--- Data supplied Enclosed Below ---

//! # Display List Walker Tests
//!
//! Tests for walking big-endian display lists: termination, child list
//! collection, offsets and command limits.

use f3dex2_codec::config::Config;
use f3dex2_codec::{CodecError, Command, DisplayListWalker, Opcode, encode_to_bytes};
use pretty_assertions::assert_eq;

use crate::common::builder::CommandBuilder;

fn tri() -> Command {
    CommandBuilder::new("G_TRI1").ints(&[0, 1, 2]).build()
}

fn call(push: i64, address: i64) -> Command {
    CommandBuilder::new("G_DL").ints(&[push, address]).build()
}

fn list(commands: &[Command]) -> Vec<u8> {
    encode_to_bytes(commands).unwrap()
}

#[test]
fn walks_until_end_and_collects_children() {
    let bytes = list(&[
        CommandBuilder::new("G_VTX").ints(&[4, 0, 0x0600_0000]).build(),
        call(0, 0x0600_1000),
        call(0, 0x0E00_0200),
        call(0, 0x0600_1000),
        tri(),
        Command::bare("G_ENDDL"),
        tri(),
    ]);
    let config = Config::default();
    let result = DisplayListWalker::new(&bytes, &config).walk(0).unwrap();

    assert!(result.terminated);
    assert_eq!(result.commands.len(), 6);
    assert_eq!(result.dl_targets, vec![0x0600_1000]);
    assert_eq!(result.stats.commands, 6);
    assert_eq!(result.stats.per_opcode.get(&Opcode::Dl), Some(&3));
}

#[test]
fn starts_at_byte_offset() {
    let bytes = list(&[call(0, 0x0700_0000), tri(), Command::bare("G_ENDDL")]);
    let config = Config::default();
    let result = DisplayListWalker::new(&bytes, &config).walk(8).unwrap();
    assert_eq!(result.commands.len(), 2);
    assert!(result.dl_targets.is_empty());
    assert!(result.terminated);
}

#[test]
fn branch_list_ends_the_walk() {
    let bytes = list(&[tri(), call(1, 0x0700_0000), tri()]);
    let config = Config::default();
    let result = DisplayListWalker::new(&bytes, &config).walk(0).unwrap();
    assert!(result.terminated);
    assert_eq!(result.commands.len(), 2);
    assert_eq!(result.dl_targets, vec![0x0700_0000]);
}

#[test]
fn branch_list_can_continue() {
    let bytes = list(&[tri(), call(1, 0x0700_0000), tri()]);
    let mut config = Config::default();
    config.walk.stop_on_branch_list = false;
    let result = DisplayListWalker::new(&bytes, &config).walk(0).unwrap();
    assert!(!result.terminated);
    assert_eq!(result.commands.len(), 3);
}

#[test]
fn branch_z_target_is_collected() {
    let branch = CommandBuilder::new("G_BRANCH_Z")
        .ints(&[0x0800_0000, 2, 2, 0x1_0000])
        .build();
    let bytes = list(&[branch, Command::bare("G_ENDDL")]);
    let config = Config::default();
    let result = DisplayListWalker::new(&bytes, &config).walk(0).unwrap();
    assert_eq!(result.commands.len(), 2);
    assert_eq!(result.stats.words, 3);
    assert_eq!(result.dl_targets, vec![0x0800_0000]);
}

#[test]
fn command_limit() {
    let bytes = list(&[tri(), tri(), tri(), Command::bare("G_ENDDL")]);
    let mut config = Config::default();
    config.walk.max_commands = 2;
    let result = DisplayListWalker::new(&bytes, &config).walk(0).unwrap();
    assert_eq!(result.commands.len(), 2);
    assert!(!result.terminated);
}

#[test]
fn unterminated_buffer() {
    let bytes = list(&[tri(), tri()]);
    let config = Config::default();
    let result = DisplayListWalker::new(&bytes, &config).walk(0).unwrap();
    assert_eq!(result.commands.len(), 2);
    assert!(!result.terminated);
}

#[test]
fn offset_past_end_is_empty() {
    let bytes = list(&[tri()]);
    let config = Config::default();
    let result = DisplayListWalker::new(&bytes, &config).walk(64).unwrap();
    assert!(result.commands.is_empty());
    assert!(!result.terminated);
}

#[test]
fn decode_errors_propagate() {
    let mut bytes = list(&[tri()]);
    bytes.extend([0x0A, 0, 0, 0, 0, 0, 0, 0]);
    let config = Config::default();
    assert_eq!(
        DisplayListWalker::new(&bytes, &config).walk(0),
        Err(CodecError::UnknownOpcode(0x0A))
    );
}
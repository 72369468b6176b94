//! # Statistics Tests
//!
//! Tests for decode statistics counters and report sections.

use f3dex2_codec::config::DecodeConfig;
use f3dex2_codec::stats::DecodeStats;
use f3dex2_codec::{Opcode, decode, decode_all};

#[test]
fn default_stats_all_zero() {
    let stats = DecodeStats::default();
    assert_eq!(stats.commands, 0);
    assert_eq!(stats.words, 0);
    assert!(stats.per_opcode.is_empty());
    assert_eq!(stats.errors, 0);
}

#[test]
fn record_counts_words_and_opcodes() {
    let words = [
        0xE100_0000_0600_0100,
        0x0400_A004_0001_0000,
        0x0500_0204_0000_0000,
        0x0500_0204_0000_0000,
    ];
    let mut stats = DecodeStats::default();
    for decoded in decode_all(&words, &DecodeConfig::default()).unwrap() {
        stats.record(&decoded);
    }
    assert_eq!(stats.commands, 3);
    assert_eq!(stats.words, 4);
    assert_eq!(stats.per_opcode.get(&Opcode::Tri1), Some(&2));
    assert_eq!(stats.per_opcode.get(&Opcode::BranchZ), Some(&1));
}

#[test]
fn record_counts_diagnostics() {
    let mut stats = DecodeStats::default();
    stats.record(&decode(&[0x0500_0204_0000_0001]).unwrap());
    stats.record(&decode(&[0xE200_001C_0044_2078]).unwrap());
    assert_eq!(stats.padding_diagnostics, 1);
    assert_eq!(stats.ambiguous_render_modes, 1);
}

#[test]
fn merge_adds_counters() {
    let mut a = DecodeStats::default();
    a.record(&decode(&[0xDF00_0000_0000_0000]).unwrap());
    let mut b = DecodeStats::default();
    b.record(&decode(&[0xDF00_0000_0000_0000]).unwrap());
    b.record_error();
    a.merge(&b);
    assert_eq!(a.commands, 2);
    assert_eq!(a.errors, 1);
    assert_eq!(a.per_opcode.get(&Opcode::EndDl), Some(&2));
}

#[test]
fn render_selected_sections() {
    let mut stats = DecodeStats::default();
    stats.record(&decode(&[0xDF00_0000_0000_0000]).unwrap());

    let all = stats.render_sections(&[]);
    assert!(all.contains("F3DEX2 DISPLAY LIST STATISTICS"));
    assert!(all.contains("dl_commands              1"));
    assert!(all.contains("G_ENDDL"));
    assert!(all.contains("DIAGNOSTICS"));

    let summary = stats.render_sections(&["summary".to_owned()]);
    assert!(summary.contains("dl_words"));
    assert!(!summary.contains("OPCODE MIX"));
}
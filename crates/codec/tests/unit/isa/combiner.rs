//! # Color Combiner Tests
//!
//! Tests for `G_SETCOMBINE` packing order and selector naming.

use f3dex2_codec::{Arg, CodecError, decode, disassemble, encode};
use pretty_assertions::assert_eq;

use crate::common::builder::CommandBuilder;

const SHADE_SHADE: u64 = 0xFCFF_FFFF_FFFE_793C;

fn cycle(builder: CommandBuilder, selectors: [&str; 8]) -> CommandBuilder {
    selectors.into_iter().fold(builder, CommandBuilder::sym)
}

#[test]
fn shade_decodes_in_lerp_order() {
    let decoded = decode(&[SHADE_SHADE]).unwrap();
    assert_eq!(decoded.name, "gsDPSetCombineLERP");
    let expected: Vec<Arg> = ["0", "0", "0", "SHADE"]
        .repeat(4)
        .into_iter()
        .map(Arg::sym)
        .collect();
    assert_eq!(decoded.args, expected);
    assert_eq!(
        disassemble(&decoded),
        "gsDPSetCombineLERP(0, 0, 0, SHADE, 0, 0, 0, SHADE, 0, 0, 0, SHADE, 0, 0, 0, SHADE)"
    );
}

#[test]
fn modulate_texture_and_shade() {
    let builder = CommandBuilder::new("G_SETCOMBINE");
    let builder = cycle(
        builder,
        ["TEXEL0", "0", "SHADE", "0", "TEXEL0", "0", "SHADE", "0"],
    );
    let builder = cycle(
        builder,
        ["TEXEL0", "0", "SHADE", "0", "TEXEL0", "0", "SHADE", "0"],
    );
    let words = builder.words();
    assert_eq!(words, vec![0xFC12_1824_FF33_FFFF]);

    let decoded = decode(&words).unwrap();
    assert_eq!(decoded.args[0], Arg::sym("TEXEL0"));
    assert_eq!(decoded.args[2], Arg::sym("SHADE"));
    assert_eq!(decoded.args[6], Arg::sym("SHADE"));
}

#[test]
fn reserved_codes_read_as_zero() {
    let decoded = decode(&[0xFC8F_FFFF_FFFE_793C]).unwrap();
    assert_eq!(decoded.args[0], Arg::sym("0"));
    assert_eq!(encode(&decoded.to_command()).unwrap(), vec![SHADE_SHADE]);
}

#[test]
fn selector_table_depends_on_slot() {
    // NOISE is only valid as color input A.
    let builder = cycle(
        CommandBuilder::new("G_SETCOMBINE"),
        ["0", "NOISE", "0", "SHADE", "0", "0", "0", "SHADE"],
    );
    let builder = cycle(builder, ["0", "0", "0", "SHADE", "0", "0", "0", "SHADE"]);
    let err = encode(&builder.build()).unwrap_err();
    assert!(matches!(
        err,
        CodecError::UnknownSymbol {
            table: "combiner color B",
            ..
        }
    ));
}
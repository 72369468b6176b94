//! RSP command transforms.
//!
//! Vertex indices in triangle, cull and modify-vertex commands are stored
//! doubled (byte offsets into the vertex buffer, two bytes per entry in the
//! microcode's index table); the transforms here halve and double them.

use super::{CommandSpec, command, no_args, no_values, raw_args, raw_values};
use crate::common::arg::Arg;
use crate::common::error::Result;
use crate::isa::decode::DecodeContext;
use crate::isa::encode::ArgList;
use crate::isa::geometry;
use crate::isa::layout;
use crate::isa::opcodes::Opcode;
use crate::isa::symbols::{DMA, MOVEMEM_INDEX, MOVEWORD_INDEX, MTX_PARAM, MWO_POINT};

command!(SPNOOP, SpNoop, "gsSPNoOp", layout::SPNOOP, 0, no_args, no_values);
command!(VTX, Vtx, "gsSPVertex", layout::VTX, 3, encode_vtx, decode_vtx);
command!(MODIFYVTX, ModifyVtx, "gsSPModifyVertex", layout::MODIFYVTX, 3, encode_modify_vtx, decode_modify_vtx);
command!(CULLDL, CullDl, "gsSPCullDisplayList", layout::CULLDL, 2, encode_doubled, decode_halved);
command!(BRANCH_Z, BranchZ, "gsSPBranchLessZ", layout::BRANCH_Z, 4, encode_branch_z, decode_branch_z);
command!(TRI1, Tri1, "gsSP1Triangle", layout::TRI1, 3, encode_doubled, decode_halved);
command!(TRI2, Tri2, "gsSP2Triangles", layout::TRI2, 6, encode_doubled, decode_halved);
command!(QUAD, Quad, "gsSP1Quadrangle", layout::QUAD, 6, encode_doubled, decode_halved);
command!(DMA_IO, DmaIo, "gsSPDma_io", layout::DMA_IO, 4, encode_dma_io, decode_dma_io);
command!(TEXTURE, Texture, "gsSPTexture", layout::TEXTURE, 5, encode_texture, raw_values);
command!(POPMTX, PopMtx, "gsSPPopMatrixN", layout::POPMTX, 1, encode_popmtx, decode_popmtx);
command!(GEOMETRYMODE, GeometryMode, "gsSPGeometryMode", layout::GEOMETRYMODE, 2, encode_geometry, decode_geometry);
command!(MTX, Mtx, "gsSPMatrix", layout::MTX, 2, encode_mtx, raw_values);
command!(MOVEWORD, MoveWord, "gsMoveWd", layout::MOVEWORD, 3, encode_moveword, decode_moveword);
command!(MOVEMEM, MoveMem, "gsSPMoveMem", layout::MOVEMEM, 4, encode_movemem, decode_movemem);
command!(LOAD_UCODE, LoadUcode, "gsSPLoadUcodeEx", layout::LOAD_UCODE, 3, raw_args, raw_values);
command!(DL, Dl, "gsSPDisplayList", layout::DL, 2, raw_args, decode_dl);
command!(ENDDL, EndDl, "gsSPEndDisplayList", layout::ENDDL, 0, no_args, no_values);
command!(NOOP, Noop, "gsDPNoOp", layout::NOOP, 0, no_args, no_values);
command!(RDPHALF_1, RdpHalf1, "G_RDPHALF_1", layout::RDPHALF_1, 1, raw_args, raw_values);

/// Size in bytes of one 4x4 matrix on the matrix stack.
const MATRIX_BYTES: i64 = 64;

fn encode_vtx(args: &ArgList<'_>) -> Result<Vec<i64>> {
    let count = args.int(0, "count")?;
    let start = args.int(1, "start")?;
    let address = args.int(2, "address")?;
    let end = start.checked_add(count).and_then(|end| end.checked_mul(2));
    Ok(vec![count, args.checked("end", end)?, address])
}

fn decode_vtx(values: &[i64], ctx: &mut DecodeContext<'_>) -> Vec<Arg> {
    let &[count, end, address] = values else {
        return raw_values(values, ctx);
    };
    vec![Arg::Int(count), Arg::Int(end / 2 - count), Arg::Int(address)]
}

fn encode_modify_vtx(args: &ArgList<'_>) -> Result<Vec<i64>> {
    Ok(vec![
        args.symbol(0, &MWO_POINT)?,
        args.scaled(1, "vertex", 2)?,
        args.int(2, "value")?,
    ])
}

fn decode_modify_vtx(values: &[i64], ctx: &mut DecodeContext<'_>) -> Vec<Arg> {
    let &[point, vertex, value] = values else {
        return raw_values(values, ctx);
    };
    vec![MWO_POINT.symbolize(point), Arg::Int(vertex / 2), Arg::Int(value)]
}

/// Every argument is a vertex index stored doubled.
fn encode_doubled(args: &ArgList<'_>) -> Result<Vec<i64>> {
    args.ints()?
        .into_iter()
        .map(|v| args.checked("vertex", v.checked_mul(2)))
        .collect()
}

fn decode_halved(values: &[i64], _ctx: &mut DecodeContext<'_>) -> Vec<Arg> {
    values.iter().map(|v| Arg::Int(v / 2)).collect()
}

fn encode_branch_z(args: &ArgList<'_>) -> Result<Vec<i64>> {
    Ok(vec![
        args.int(0, "address")?,
        args.scaled(1, "vertex_x5", 5)?,
        args.scaled(2, "vertex_x2", 2)?,
        args.int(3, "zval")?,
    ])
}

fn decode_branch_z(values: &[i64], ctx: &mut DecodeContext<'_>) -> Vec<Arg> {
    let &[address, a, b, zval] = values else {
        return raw_values(values, ctx);
    };
    vec![Arg::Int(address), Arg::Int(a / 5), Arg::Int(b / 2), Arg::Int(zval)]
}

fn encode_dma_io(args: &ArgList<'_>) -> Result<Vec<i64>> {
    Ok(vec![
        args.symbol(0, &DMA)?,
        args.int(1, "dmem")? >> 3,
        args.int(2, "size")?,
        args.int(3, "dram")?,
    ])
}

fn decode_dma_io(values: &[i64], ctx: &mut DecodeContext<'_>) -> Vec<Arg> {
    let &[flag, dmem, size, dram] = values else {
        return raw_values(values, ctx);
    };
    vec![DMA.symbolize(flag), Arg::Int(dmem << 3), Arg::Int(size), Arg::Int(dram)]
}

/// Texture scales are 16-bit; negative scales are stored as their two's complement.
fn encode_texture(args: &ArgList<'_>) -> Result<Vec<i64>> {
    let scale = |index: usize, field: &'static str| -> Result<i64> {
        match args.int(index, field)? {
            s @ -0x8000..0 => Ok(s + 0x1_0000),
            s => Ok(s),
        }
    };
    Ok(vec![
        args.int(0, "level")?,
        args.int(1, "tile")?,
        args.int(2, "on")?,
        scale(3, "s")?,
        scale(4, "t")?,
    ])
}

fn encode_popmtx(args: &ArgList<'_>) -> Result<Vec<i64>> {
    Ok(vec![args.scaled(0, "count", MATRIX_BYTES)?])
}

fn decode_popmtx(values: &[i64], _ctx: &mut DecodeContext<'_>) -> Vec<Arg> {
    values.iter().map(|bytes| Arg::Int(bytes / MATRIX_BYTES)).collect()
}

fn encode_geometry(args: &ArgList<'_>) -> Result<Vec<i64>> {
    let clear = geometry::encode_clear(args.get(0)?)?;
    let set = geometry::resolve(args.get(1)?)?;
    Ok(vec![clear, i64::from(set)])
}

fn decode_geometry(values: &[i64], ctx: &mut DecodeContext<'_>) -> Vec<Arg> {
    let &[clear, set] = values else {
        return raw_values(values, ctx);
    };
    vec![geometry::decode_clear(clear), geometry::symbolize(set as u32)]
}

fn encode_mtx(args: &ArgList<'_>) -> Result<Vec<i64>> {
    Ok(vec![args.symbol(0, &MTX_PARAM)?, args.int(1, "address")?])
}

/// gbi macro for each `G_MOVEWORD` index.
const fn moveword_macro(index: i64) -> &'static str {
    match index {
        0 => "gsSPInsertMatrix",
        2 => "gsSPNumLights",
        4 => "G_MW_CLIP",
        6 => "gsSPSegment",
        8 => "gsSPFogPosition",
        10 => "gsSPLightColor",
        12 => "G_MW_FORCEMTX",
        14 => "gsSPPerspNormalize",
        _ => "gsMoveWd",
    }
}

fn encode_moveword(args: &ArgList<'_>) -> Result<Vec<i64>> {
    Ok(vec![
        args.symbol(0, &MOVEWORD_INDEX)?,
        args.int(1, "offset")?,
        args.int(2, "value")?,
    ])
}

fn decode_moveword(values: &[i64], ctx: &mut DecodeContext<'_>) -> Vec<Arg> {
    let &[index, offset, value] = values else {
        return raw_values(values, ctx);
    };
    ctx.set_name(moveword_macro(index));
    vec![MOVEWORD_INDEX.symbolize(index), Arg::Int(offset), Arg::Int(value)]
}

fn encode_movemem(args: &ArgList<'_>) -> Result<Vec<i64>> {
    let size = args.int(0, "size")?;
    if size < 1 {
        return Err(args.invalid("size", format!("{size} is not a positive byte count")));
    }
    Ok(vec![
        ((size - 1) / 8) << 3,
        args.int(1, "offset")? / 8,
        args.symbol(2, &MOVEMEM_INDEX)?,
        args.int(3, "address")?,
    ])
}

fn decode_movemem(values: &[i64], ctx: &mut DecodeContext<'_>) -> Vec<Arg> {
    let &[size, offset, index, address] = values else {
        return raw_values(values, ctx);
    };
    vec![
        Arg::Int(((size >> 3) + 1) << 3),
        Arg::Int(offset * 8),
        MOVEMEM_INDEX.symbolize(index),
        Arg::Int(address),
    ]
}

fn decode_dl(values: &[i64], ctx: &mut DecodeContext<'_>) -> Vec<Arg> {
    if values.first().is_some_and(|&push| push != 0) {
        ctx.set_name("gsSPBranchList");
    }
    raw_values(values, ctx)
}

--- End of Enclosed Data supplied ---

▶ What you will do
Using the material above, state how many lines include the string "DecodeConfig". Answer with a single number.

▶ Response
2